■ What is being asked ■
Calculate how many lines in the following records hold the word "present", and report that number without comment.

═══ Supplied information ═══

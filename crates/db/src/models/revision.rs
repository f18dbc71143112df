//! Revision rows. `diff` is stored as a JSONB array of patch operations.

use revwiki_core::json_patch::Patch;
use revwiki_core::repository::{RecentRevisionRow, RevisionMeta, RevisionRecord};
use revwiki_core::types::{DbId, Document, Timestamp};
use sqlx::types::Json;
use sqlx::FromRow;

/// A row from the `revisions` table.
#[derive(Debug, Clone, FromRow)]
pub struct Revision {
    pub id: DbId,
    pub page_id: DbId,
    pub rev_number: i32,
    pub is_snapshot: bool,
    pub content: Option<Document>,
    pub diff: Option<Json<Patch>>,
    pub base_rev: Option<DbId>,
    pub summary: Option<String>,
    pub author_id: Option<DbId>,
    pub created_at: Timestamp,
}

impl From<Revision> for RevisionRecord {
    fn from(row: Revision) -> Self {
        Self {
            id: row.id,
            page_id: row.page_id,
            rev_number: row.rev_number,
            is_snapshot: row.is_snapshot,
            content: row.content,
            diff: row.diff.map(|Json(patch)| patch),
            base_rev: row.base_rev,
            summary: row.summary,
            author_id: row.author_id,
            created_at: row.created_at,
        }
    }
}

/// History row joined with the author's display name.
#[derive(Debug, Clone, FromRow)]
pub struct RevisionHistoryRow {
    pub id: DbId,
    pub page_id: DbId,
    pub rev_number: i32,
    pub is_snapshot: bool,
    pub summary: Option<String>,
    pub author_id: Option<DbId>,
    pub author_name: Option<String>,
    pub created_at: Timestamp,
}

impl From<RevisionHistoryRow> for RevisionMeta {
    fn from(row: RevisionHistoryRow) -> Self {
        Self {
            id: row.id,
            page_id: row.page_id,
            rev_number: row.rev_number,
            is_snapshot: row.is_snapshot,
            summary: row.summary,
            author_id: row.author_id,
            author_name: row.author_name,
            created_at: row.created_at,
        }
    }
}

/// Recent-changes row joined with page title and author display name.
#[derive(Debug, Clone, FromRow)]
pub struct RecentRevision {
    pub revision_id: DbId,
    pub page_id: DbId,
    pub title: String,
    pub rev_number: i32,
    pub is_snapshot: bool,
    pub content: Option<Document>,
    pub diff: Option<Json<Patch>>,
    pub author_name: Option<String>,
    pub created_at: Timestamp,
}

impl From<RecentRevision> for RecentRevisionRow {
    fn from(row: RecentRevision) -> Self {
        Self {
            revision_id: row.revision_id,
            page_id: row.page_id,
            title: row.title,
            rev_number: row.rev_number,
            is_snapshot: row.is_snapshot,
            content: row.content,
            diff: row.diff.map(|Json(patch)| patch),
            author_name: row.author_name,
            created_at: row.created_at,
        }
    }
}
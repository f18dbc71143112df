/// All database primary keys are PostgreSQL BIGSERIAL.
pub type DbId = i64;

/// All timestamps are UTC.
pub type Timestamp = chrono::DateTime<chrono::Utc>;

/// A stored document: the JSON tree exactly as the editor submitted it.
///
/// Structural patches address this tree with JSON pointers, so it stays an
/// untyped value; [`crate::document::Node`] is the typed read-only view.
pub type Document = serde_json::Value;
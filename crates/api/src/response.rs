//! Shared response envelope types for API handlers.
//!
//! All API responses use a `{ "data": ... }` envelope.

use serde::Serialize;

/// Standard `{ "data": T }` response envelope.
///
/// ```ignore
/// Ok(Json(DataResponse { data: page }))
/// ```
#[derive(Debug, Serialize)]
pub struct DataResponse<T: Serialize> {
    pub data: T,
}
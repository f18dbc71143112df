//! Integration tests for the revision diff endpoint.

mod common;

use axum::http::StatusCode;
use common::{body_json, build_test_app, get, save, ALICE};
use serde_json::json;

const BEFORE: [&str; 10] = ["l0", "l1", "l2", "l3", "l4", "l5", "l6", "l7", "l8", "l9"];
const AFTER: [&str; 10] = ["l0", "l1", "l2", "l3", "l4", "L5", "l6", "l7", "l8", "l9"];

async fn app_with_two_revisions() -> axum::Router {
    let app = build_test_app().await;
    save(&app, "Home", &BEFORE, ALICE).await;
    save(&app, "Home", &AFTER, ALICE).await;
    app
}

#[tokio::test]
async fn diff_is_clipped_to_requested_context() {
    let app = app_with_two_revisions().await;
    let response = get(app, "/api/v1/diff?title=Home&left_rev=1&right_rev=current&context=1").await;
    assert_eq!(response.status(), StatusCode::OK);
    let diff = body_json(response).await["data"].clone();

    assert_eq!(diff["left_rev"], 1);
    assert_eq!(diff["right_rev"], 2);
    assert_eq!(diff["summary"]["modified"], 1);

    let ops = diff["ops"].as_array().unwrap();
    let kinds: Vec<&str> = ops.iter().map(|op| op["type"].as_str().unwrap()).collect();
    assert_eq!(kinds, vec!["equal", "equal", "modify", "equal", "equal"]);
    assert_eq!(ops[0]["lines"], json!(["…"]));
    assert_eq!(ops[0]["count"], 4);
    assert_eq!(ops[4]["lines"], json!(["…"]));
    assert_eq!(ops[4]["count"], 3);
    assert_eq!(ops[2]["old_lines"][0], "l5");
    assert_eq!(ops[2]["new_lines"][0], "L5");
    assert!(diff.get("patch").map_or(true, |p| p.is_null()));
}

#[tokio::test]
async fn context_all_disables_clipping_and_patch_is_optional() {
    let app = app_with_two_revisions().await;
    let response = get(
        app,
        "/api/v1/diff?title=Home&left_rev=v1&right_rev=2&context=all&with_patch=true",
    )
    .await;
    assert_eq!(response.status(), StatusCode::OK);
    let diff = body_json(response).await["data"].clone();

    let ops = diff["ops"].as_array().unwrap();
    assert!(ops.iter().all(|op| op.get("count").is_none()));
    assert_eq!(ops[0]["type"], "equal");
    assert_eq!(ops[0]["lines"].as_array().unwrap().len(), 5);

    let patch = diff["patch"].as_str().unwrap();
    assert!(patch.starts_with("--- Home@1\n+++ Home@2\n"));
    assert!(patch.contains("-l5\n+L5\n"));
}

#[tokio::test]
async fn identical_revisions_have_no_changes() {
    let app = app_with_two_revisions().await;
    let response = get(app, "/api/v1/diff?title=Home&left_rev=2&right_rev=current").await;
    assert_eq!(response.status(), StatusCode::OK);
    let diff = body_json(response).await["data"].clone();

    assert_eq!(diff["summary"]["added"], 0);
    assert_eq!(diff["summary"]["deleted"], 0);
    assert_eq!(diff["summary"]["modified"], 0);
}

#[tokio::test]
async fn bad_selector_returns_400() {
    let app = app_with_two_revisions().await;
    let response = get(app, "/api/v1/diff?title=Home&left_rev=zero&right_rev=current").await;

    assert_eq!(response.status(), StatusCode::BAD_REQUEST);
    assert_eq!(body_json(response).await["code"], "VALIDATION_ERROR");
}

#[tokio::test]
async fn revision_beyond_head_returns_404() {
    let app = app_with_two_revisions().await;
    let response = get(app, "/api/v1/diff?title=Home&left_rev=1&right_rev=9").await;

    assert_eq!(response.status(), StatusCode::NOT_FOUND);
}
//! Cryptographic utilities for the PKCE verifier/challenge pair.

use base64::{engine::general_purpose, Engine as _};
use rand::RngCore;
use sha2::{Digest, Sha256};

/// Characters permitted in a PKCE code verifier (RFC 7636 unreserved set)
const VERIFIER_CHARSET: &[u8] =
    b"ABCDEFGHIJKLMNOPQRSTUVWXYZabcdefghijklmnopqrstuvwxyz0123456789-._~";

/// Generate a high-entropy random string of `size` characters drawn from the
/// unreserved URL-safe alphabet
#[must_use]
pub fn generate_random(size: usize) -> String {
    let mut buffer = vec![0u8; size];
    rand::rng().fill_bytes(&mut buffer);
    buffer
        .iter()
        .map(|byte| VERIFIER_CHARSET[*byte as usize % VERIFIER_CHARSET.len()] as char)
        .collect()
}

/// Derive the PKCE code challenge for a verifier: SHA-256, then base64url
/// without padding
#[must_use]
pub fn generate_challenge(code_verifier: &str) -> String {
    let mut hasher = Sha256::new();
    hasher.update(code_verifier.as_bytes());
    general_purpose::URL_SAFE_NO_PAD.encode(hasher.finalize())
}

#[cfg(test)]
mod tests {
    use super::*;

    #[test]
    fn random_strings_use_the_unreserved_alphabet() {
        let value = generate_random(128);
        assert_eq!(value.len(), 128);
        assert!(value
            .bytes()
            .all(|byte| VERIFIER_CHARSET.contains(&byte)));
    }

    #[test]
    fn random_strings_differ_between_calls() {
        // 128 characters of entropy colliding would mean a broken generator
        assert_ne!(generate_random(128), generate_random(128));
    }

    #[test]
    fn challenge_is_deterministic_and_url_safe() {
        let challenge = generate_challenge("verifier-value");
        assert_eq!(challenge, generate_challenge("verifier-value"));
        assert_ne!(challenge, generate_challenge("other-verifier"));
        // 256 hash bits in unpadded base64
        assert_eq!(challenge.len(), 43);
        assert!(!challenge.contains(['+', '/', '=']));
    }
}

═══
═══ Supplied information ═══

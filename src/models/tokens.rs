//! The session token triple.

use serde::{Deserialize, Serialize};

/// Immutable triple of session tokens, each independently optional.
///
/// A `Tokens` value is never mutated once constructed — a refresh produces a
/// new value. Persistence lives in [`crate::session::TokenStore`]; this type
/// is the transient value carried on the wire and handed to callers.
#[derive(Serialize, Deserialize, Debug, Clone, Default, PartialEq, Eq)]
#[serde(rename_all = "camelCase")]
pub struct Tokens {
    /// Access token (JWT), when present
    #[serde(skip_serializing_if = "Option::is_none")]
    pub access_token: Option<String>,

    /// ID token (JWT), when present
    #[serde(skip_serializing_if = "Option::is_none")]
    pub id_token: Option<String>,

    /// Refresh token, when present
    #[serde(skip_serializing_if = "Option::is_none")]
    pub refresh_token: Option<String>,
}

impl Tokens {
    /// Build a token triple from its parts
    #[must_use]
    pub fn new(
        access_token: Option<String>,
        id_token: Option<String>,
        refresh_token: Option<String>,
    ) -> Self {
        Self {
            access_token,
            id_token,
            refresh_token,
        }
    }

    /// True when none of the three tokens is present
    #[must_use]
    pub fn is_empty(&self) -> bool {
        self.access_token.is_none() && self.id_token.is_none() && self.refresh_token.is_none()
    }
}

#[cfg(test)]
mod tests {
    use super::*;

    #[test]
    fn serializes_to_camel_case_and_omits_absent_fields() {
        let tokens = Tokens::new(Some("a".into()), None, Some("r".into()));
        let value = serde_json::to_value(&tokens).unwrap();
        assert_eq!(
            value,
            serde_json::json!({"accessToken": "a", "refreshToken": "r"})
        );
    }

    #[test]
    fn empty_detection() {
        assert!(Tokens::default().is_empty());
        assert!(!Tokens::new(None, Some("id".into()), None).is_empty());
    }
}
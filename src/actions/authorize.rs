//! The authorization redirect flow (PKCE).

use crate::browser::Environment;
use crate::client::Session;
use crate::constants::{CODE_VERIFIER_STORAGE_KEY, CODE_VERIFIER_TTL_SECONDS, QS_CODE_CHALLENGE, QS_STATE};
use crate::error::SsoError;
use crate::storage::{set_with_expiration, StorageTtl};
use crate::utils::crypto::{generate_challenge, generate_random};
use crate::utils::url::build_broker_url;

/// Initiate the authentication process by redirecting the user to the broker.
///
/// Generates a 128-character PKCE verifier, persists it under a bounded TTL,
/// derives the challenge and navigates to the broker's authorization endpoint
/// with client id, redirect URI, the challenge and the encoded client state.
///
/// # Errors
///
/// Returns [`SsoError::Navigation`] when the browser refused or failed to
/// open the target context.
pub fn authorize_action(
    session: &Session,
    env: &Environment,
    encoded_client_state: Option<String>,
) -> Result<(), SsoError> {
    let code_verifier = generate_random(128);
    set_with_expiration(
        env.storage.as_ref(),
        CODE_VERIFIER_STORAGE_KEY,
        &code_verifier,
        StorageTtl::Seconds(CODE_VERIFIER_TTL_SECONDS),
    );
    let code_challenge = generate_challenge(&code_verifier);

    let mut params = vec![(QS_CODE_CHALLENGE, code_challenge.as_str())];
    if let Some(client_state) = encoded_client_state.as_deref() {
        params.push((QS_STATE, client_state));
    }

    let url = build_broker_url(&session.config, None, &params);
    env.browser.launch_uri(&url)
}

═══
═══ Supplied information ═══

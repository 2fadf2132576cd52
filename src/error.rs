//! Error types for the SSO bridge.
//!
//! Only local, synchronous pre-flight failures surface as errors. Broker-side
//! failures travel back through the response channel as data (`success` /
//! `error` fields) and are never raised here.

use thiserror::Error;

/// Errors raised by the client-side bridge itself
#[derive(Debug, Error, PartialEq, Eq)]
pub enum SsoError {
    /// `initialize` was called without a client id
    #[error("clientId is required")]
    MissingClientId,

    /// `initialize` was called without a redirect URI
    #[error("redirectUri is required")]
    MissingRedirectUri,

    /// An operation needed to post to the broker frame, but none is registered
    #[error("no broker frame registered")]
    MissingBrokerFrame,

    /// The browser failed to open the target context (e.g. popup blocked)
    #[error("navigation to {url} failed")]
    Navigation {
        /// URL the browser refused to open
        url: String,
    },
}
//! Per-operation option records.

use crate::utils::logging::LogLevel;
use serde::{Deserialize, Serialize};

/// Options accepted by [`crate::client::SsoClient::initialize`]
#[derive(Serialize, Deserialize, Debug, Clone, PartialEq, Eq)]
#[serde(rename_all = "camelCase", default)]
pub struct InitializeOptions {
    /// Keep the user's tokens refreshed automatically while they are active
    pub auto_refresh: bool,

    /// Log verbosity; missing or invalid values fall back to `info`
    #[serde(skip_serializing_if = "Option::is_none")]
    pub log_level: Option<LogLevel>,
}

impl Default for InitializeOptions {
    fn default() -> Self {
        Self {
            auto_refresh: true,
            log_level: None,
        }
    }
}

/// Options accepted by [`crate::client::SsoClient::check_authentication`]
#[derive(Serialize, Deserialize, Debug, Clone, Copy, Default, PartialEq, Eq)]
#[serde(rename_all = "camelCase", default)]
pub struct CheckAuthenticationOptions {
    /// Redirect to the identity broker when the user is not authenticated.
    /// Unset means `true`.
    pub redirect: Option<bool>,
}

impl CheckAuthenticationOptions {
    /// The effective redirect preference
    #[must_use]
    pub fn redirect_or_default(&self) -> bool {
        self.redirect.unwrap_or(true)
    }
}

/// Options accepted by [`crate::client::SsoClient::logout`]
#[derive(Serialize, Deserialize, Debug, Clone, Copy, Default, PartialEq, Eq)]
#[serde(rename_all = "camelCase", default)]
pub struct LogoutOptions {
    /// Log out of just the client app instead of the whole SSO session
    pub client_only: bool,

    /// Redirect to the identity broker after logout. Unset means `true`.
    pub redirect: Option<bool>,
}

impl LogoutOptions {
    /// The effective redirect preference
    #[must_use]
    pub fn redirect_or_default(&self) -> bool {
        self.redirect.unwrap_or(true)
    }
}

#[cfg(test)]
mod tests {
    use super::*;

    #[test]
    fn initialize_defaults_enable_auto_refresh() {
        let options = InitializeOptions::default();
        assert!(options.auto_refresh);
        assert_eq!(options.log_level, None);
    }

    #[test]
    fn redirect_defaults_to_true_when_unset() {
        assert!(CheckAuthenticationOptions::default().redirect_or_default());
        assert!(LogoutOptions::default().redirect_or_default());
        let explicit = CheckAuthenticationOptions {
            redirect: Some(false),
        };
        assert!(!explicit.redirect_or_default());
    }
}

═══

■ Answer below ■
4